Something rare and eventful is occurring on the intimate black-box stage at Saint Louis University. The one-woman play My Name Is Rachel Corrie, which is being presented by the new, evocatively named Blue Rose Stage Collective, is providing Magan Wiles with a catharsis. Wiles portrays Rachel Corrie, the 23-year-old activist from Olympia, Washington, who seven years ago was crushed to death in the southern Gaza Strip by an Israeli Army bulldozer. Inspired by Corrie, Wiles also spent a summer in Palestine working with the International Solidarity Movement. Corrie was an eloquent writer; Wiles is an eloquent actress. Although these two idealistic young women never met, they are soulmates.
With this difference: Wiles is a creature of the theater, Corrie was not. In all the hundreds of pages of journal entries and creative-writing assignments she left behind, Corrie never once mentioned attending a play. If she did, apparently it had no impact on her. Yet ironically theater is where Corrie continues to live, especially when she is interpreted by an actress as gifted as Wiles. Wiles has been away from St. Louis for more than a year; she seems refreshed and sharpened by her absence. In this production directed by Tom Martin, she is a wonder to behold. It makes no matter whether the actress is sharing Rachel's innermost yearnings or simply moving furniture across the stage: She personifies total conviction.

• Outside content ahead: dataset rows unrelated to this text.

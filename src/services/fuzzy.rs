//! Approximate string scoring on a 0-100 scale.
//!
//! `weighted_ratio` blends a plain edit-based ratio with token-order and
//! token-set insensitive variants, falling back to best-substring ("partial")
//! comparisons when one string is much longer than the other.

use std::collections::BTreeSet;

/// Lowercases, turns every non-alphanumeric character into a space, and
/// collapses whitespace.
pub fn preprocess(text: &str) -> String {
    text.to_lowercase()
        .chars()
        .map(|c| if c.is_alphanumeric() { c } else { ' ' })
        .collect::<String>()
        .split_whitespace()
        .collect::<Vec<_>>()
        .join(" ")
}

/// Weighted similarity of two strings, 0-100. Both inputs are preprocessed.
pub fn weighted_ratio(a: &str, b: &str) -> u8 {
    let a = preprocess(a);
    let b = preprocess(b);
    if a.is_empty() || b.is_empty() {
        return 0;
    }

    let a_len = a.chars().count() as f64;
    let b_len = b.chars().count() as f64;
    let length_ratio = a_len.max(b_len) / a_len.min(b_len);

    let base = ratio(&a, &b);

    let best = if length_ratio < 1.5 {
        base.max(token_sort_ratio(&a, &b, false) * 0.95)
            .max(token_set_ratio(&a, &b, false) * 0.95)
    } else {
        let partial_scale = if length_ratio <= 8.0 { 0.9 } else { 0.6 };
        base.max(partial_ratio(&a, &b) * partial_scale)
            .max(token_sort_ratio(&a, &b, true) * 0.95 * partial_scale)
            .max(token_set_ratio(&a, &b, true) * 0.95 * partial_scale)
    };

    best.round().clamp(0.0, 100.0) as u8
}

/// `2 * LCS / (|a| + |b|)`, scaled to 0-100
pub fn ratio(a: &str, b: &str) -> f64 {
    let a: Vec<char> = a.chars().collect();
    let b: Vec<char> = b.chars().collect();
    ratio_chars(&a, &b)
}

fn ratio_chars(a: &[char], b: &[char]) -> f64 {
    let total = a.len() + b.len();
    if total == 0 {
        return 100.0;
    }
    200.0 * longest_common_subsequence(a, b) as f64 / total as f64
}

fn longest_common_subsequence(a: &[char], b: &[char]) -> usize {
    let mut prev = vec![0usize; b.len() + 1];
    let mut curr = vec![0usize; b.len() + 1];

    for &ca in a {
        for (j, &cb) in b.iter().enumerate() {
            curr[j + 1] = if ca == cb {
                prev[j] + 1
            } else {
                curr[j].max(prev[j + 1])
            };
        }
        std::mem::swap(&mut prev, &mut curr);
    }

    prev[b.len()]
}

/// Best ratio of the shorter string against every equal-length window of the longer one
pub fn partial_ratio(a: &str, b: &str) -> f64 {
    let a: Vec<char> = a.chars().collect();
    let b: Vec<char> = b.chars().collect();
    let (shorter, longer) = if a.len() <= b.len() { (a, b) } else { (b, a) };

    if shorter.is_empty() {
        return 0.0;
    }
    if shorter.len() == longer.len() {
        return ratio_chars(&shorter, &longer);
    }

    let mut best = 0.0f64;
    for window in longer.windows(shorter.len()) {
        best = best.max(ratio_chars(&shorter, window));
        if best >= 100.0 {
            break;
        }
    }
    best
}

fn sorted_tokens(text: &str) -> String {
    let mut tokens: Vec<&str> = text.split_whitespace().collect();
    tokens.sort_unstable();
    tokens.join(" ")
}

fn token_sort_ratio(a: &str, b: &str, partial: bool) -> f64 {
    let (a, b) = (sorted_tokens(a), sorted_tokens(b));
    if partial {
        partial_ratio(&a, &b)
    } else {
        ratio(&a, &b)
    }
}

/// Compares the shared tokens against each side's shared-plus-remaining tokens
fn token_set_ratio(a: &str, b: &str, partial: bool) -> f64 {
    let a_tokens: BTreeSet<&str> = a.split_whitespace().collect();
    let b_tokens: BTreeSet<&str> = b.split_whitespace().collect();

    let shared: Vec<&str> = a_tokens.intersection(&b_tokens).copied().collect();
    if partial && !shared.is_empty() {
        return 100.0;
    }

    let only_a: Vec<&str> = a_tokens.difference(&b_tokens).copied().collect();
    let only_b: Vec<&str> = b_tokens.difference(&a_tokens).copied().collect();

    let sect = shared.join(" ");
    let combined_a = format!("{} {}", sect, only_a.join(" ")).trim().to_string();
    let combined_b = format!("{} {}", sect, only_b.join(" ")).trim().to_string();

    let score = |x: &str, y: &str| {
        if partial {
            partial_ratio(x, y)
        } else {
            ratio(x, y)
        }
    };

    let mut best = score(&combined_a, &combined_b);
    if !sect.is_empty() {
        best = best
            .max(score(&sect, &combined_a))
            .max(score(&sect, &combined_b));
    }
    best
}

Rachel Corrie arrives in St. Louis with a controversial history. Numerous productions around the world have been harassed and even canceled by those who think that a play that condemns Israeli brutality should be suppressed. What a nonstarter of an issue that turns out to be. True, Rachel Corrie is a polemic; it wants to arouse your emotions. So what? As far back as Euripides' Trojan Women, dramatists have used theater as a forum through which to advocate for causes. Theater has no responsibility whatsoever to be objective. More important is that a play contains a valid reason for being and that it engages our attention.
Midway through the evening, Corrie describes her interpretation of unbearable lightness. "Between life and death there are no dimensions at all," she suggests. "It's just a shrug, the difference between Hitler and my mother." Watching this polemic build to the needless death of a sensitive young writer, and hearing Corrie talk about how "we're all the same inside," one might conclude that the difference between Rachel Corrie and Anne Frank is no more than a shrug.
Of greater concern than Rachel Corrie's content is its form. For in cobbling together a script drawn from Corrie's extensive writings, actor Alan Rickman and British journalist Katharine Viner haven't so much presented Corrie onstage; rather, they have cut-and-pasted together a character who is named Rachel Corrie. They've removed any sense of chronology from her essays and e-mails. We don't see Corrie evolve through her precious words, because they have no sequence. Why, for instance, does her poem about taking mental-health patients to an Olympia Dairy Queen — which she composed nearly a year prior to 9/11 — directly follow the news of the attack on the Twin Towers? That confusing Dairy Queen interlude is a true momentum killer.
The two editors also sanitized Corrie's writing. They excised potentially incendiary words, like genocide. When Corrie reports on Israeli soldiers detonating a nearby explosive, the editors dropped the back half of her sentence, "one that appears to have been planted by Palestinian resistance." It's as if Rickman and Viner felt a need to protect Corrie rather than expose her unvarnished. Thus, we're presented with a performance rather than a person. And yet Wiles' passion is so inexhaustible, we leave the theater persuaded that the unbearable lightness between Rachel Corrie and Magan Wiles is but a shrug.